**DIRECTIONS FOR THIS TASK**
Using the data below, return all lines in which "Option" appears.
[DATASET EXTRACT]
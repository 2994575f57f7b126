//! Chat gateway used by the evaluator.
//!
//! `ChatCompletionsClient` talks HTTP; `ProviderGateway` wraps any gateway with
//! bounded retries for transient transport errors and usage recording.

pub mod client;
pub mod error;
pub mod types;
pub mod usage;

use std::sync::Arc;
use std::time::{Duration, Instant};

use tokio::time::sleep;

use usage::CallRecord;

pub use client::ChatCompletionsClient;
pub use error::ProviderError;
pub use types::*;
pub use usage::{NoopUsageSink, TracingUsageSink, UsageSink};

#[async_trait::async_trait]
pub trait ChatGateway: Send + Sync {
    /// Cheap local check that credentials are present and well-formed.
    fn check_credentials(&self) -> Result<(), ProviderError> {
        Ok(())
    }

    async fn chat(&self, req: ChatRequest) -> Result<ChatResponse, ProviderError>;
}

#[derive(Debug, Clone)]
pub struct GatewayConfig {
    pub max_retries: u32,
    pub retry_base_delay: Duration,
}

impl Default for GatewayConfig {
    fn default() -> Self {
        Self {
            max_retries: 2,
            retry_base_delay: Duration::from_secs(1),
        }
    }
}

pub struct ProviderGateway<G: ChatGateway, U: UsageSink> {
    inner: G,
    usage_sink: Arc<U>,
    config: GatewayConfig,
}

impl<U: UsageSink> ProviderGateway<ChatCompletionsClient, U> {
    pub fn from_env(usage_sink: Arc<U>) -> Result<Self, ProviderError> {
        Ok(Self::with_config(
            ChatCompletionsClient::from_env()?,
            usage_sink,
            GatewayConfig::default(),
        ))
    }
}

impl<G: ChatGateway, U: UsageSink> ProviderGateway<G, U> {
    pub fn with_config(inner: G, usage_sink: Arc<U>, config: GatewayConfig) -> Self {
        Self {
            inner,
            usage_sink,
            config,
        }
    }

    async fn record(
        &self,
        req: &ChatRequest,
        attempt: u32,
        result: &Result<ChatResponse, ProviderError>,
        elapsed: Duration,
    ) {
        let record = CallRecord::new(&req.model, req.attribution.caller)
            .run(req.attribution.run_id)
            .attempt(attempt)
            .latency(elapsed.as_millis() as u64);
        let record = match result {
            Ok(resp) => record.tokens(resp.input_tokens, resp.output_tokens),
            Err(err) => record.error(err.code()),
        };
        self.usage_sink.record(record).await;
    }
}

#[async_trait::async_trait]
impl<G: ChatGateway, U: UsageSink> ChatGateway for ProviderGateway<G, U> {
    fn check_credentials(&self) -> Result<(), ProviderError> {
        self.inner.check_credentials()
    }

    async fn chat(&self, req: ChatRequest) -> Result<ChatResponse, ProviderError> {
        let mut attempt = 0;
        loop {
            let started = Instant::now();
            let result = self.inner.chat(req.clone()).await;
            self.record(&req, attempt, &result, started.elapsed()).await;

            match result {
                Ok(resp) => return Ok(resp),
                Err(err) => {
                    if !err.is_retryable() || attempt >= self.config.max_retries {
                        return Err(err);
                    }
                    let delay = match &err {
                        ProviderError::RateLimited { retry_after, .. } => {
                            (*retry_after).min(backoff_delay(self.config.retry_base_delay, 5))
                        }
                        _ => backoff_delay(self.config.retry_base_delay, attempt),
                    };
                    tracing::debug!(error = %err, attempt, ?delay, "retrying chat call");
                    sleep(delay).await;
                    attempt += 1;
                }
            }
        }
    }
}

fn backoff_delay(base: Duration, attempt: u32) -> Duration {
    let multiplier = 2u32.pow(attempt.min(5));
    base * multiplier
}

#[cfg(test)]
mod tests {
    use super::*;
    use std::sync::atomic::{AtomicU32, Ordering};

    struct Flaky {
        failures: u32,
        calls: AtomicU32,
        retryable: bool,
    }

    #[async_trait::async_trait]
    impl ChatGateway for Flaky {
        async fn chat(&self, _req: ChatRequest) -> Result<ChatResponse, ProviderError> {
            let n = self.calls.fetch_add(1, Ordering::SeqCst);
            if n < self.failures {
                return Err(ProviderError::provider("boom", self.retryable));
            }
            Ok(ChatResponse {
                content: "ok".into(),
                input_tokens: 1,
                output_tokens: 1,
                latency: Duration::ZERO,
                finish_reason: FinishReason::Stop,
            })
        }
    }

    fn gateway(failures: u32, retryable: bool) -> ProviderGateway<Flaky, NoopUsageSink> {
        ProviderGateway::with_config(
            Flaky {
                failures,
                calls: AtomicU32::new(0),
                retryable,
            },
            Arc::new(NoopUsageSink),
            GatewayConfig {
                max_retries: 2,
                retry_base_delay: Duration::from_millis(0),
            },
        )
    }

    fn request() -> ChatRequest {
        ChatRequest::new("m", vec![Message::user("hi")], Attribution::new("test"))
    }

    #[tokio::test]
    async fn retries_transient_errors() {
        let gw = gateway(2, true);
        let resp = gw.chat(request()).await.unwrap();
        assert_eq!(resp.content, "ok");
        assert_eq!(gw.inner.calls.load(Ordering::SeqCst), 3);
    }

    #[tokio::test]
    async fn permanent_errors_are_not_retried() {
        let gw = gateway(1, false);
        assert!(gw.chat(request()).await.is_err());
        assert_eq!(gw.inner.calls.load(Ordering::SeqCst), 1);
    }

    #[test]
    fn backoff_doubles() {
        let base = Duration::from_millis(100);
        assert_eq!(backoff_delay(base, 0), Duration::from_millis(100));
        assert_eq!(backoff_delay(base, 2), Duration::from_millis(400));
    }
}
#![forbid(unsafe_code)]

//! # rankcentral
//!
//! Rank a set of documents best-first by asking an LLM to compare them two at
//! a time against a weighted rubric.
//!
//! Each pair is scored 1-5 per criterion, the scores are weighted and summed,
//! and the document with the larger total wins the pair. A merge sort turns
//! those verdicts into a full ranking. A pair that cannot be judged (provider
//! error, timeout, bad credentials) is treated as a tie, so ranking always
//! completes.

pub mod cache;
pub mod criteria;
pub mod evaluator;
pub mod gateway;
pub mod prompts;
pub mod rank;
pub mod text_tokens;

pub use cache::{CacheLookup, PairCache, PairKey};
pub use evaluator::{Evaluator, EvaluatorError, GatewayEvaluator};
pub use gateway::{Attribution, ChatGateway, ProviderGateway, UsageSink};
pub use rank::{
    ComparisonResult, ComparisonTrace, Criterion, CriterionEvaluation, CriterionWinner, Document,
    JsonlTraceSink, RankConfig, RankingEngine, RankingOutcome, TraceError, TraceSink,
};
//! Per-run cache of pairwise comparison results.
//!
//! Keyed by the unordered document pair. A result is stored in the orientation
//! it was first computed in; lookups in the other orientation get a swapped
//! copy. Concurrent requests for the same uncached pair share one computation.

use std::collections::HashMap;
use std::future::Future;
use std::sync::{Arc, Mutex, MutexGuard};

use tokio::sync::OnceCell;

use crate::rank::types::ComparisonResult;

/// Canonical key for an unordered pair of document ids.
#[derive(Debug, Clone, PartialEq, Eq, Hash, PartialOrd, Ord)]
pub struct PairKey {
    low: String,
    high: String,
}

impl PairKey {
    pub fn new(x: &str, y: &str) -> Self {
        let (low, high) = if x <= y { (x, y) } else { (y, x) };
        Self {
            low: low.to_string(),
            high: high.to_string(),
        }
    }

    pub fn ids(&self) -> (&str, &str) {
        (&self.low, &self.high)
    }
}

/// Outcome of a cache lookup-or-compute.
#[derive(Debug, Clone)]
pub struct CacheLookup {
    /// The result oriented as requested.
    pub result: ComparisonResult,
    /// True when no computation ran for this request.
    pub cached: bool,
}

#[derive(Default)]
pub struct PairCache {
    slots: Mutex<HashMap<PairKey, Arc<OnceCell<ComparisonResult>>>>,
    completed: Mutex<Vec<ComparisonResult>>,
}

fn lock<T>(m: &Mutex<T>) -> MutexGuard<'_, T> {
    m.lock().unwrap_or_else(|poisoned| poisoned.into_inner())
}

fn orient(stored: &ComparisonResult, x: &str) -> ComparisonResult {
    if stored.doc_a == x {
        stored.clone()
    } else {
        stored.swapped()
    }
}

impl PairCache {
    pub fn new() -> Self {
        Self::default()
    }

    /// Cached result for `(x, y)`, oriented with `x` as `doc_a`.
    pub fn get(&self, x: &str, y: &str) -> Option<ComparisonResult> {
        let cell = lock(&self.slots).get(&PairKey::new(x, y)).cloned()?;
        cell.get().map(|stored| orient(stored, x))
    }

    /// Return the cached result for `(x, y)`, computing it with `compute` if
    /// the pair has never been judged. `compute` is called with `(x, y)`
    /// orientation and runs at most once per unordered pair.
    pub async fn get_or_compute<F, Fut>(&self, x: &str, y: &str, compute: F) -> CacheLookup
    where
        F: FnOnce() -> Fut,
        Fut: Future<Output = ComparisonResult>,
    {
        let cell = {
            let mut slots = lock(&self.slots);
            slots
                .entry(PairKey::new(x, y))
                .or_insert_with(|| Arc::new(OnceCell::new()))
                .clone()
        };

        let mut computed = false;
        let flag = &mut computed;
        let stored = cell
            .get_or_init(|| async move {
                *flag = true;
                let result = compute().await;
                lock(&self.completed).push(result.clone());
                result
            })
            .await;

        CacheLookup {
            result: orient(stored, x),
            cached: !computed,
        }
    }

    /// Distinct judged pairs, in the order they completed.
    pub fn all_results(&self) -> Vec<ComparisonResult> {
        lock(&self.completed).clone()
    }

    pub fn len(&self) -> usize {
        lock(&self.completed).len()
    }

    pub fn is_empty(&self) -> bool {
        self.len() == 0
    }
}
[/DATASET EXTRACT]
[DATASET EXTRACT]
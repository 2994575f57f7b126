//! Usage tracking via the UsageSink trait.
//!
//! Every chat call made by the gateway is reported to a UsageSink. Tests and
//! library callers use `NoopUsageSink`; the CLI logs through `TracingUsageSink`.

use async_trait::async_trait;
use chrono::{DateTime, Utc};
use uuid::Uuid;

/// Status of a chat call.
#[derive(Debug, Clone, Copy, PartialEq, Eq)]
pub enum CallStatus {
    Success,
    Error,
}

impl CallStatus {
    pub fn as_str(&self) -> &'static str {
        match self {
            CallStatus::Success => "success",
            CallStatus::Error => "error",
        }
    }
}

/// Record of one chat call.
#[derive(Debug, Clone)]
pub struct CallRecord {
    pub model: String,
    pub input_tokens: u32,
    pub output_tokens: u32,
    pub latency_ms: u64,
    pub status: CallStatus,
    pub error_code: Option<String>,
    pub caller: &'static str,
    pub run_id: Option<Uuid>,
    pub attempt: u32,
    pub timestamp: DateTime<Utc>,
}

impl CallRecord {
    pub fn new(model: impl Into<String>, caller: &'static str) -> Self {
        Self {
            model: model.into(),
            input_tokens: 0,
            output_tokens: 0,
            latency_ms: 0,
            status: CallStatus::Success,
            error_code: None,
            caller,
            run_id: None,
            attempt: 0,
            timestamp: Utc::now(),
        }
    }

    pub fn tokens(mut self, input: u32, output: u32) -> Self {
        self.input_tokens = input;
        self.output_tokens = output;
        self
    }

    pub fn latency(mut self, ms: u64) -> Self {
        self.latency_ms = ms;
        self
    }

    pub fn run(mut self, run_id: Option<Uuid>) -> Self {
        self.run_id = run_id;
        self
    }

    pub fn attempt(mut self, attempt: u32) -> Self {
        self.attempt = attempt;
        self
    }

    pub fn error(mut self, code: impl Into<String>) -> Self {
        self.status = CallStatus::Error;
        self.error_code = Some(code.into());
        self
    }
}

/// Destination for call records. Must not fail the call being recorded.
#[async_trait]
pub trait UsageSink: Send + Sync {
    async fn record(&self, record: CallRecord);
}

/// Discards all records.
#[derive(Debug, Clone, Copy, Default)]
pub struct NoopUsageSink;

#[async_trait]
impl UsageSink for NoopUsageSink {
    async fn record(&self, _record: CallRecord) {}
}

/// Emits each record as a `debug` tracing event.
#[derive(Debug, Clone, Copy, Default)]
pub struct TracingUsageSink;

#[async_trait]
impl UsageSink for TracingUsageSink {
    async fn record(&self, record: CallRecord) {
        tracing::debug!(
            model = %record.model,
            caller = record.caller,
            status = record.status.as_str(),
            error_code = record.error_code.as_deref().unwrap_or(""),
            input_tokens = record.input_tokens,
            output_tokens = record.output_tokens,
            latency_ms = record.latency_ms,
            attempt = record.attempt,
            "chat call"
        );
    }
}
[/DATASET EXTRACT]
**ANSWER BELOW**
    pub fn get(&self, x: &str, y: &str) -> Option<ComparisonResult> {
    pub error_code: Option<String>,
    pub run_id: Option<Uuid>,
    pub fn run(mut self, run_id: Option<Uuid>) -> Self {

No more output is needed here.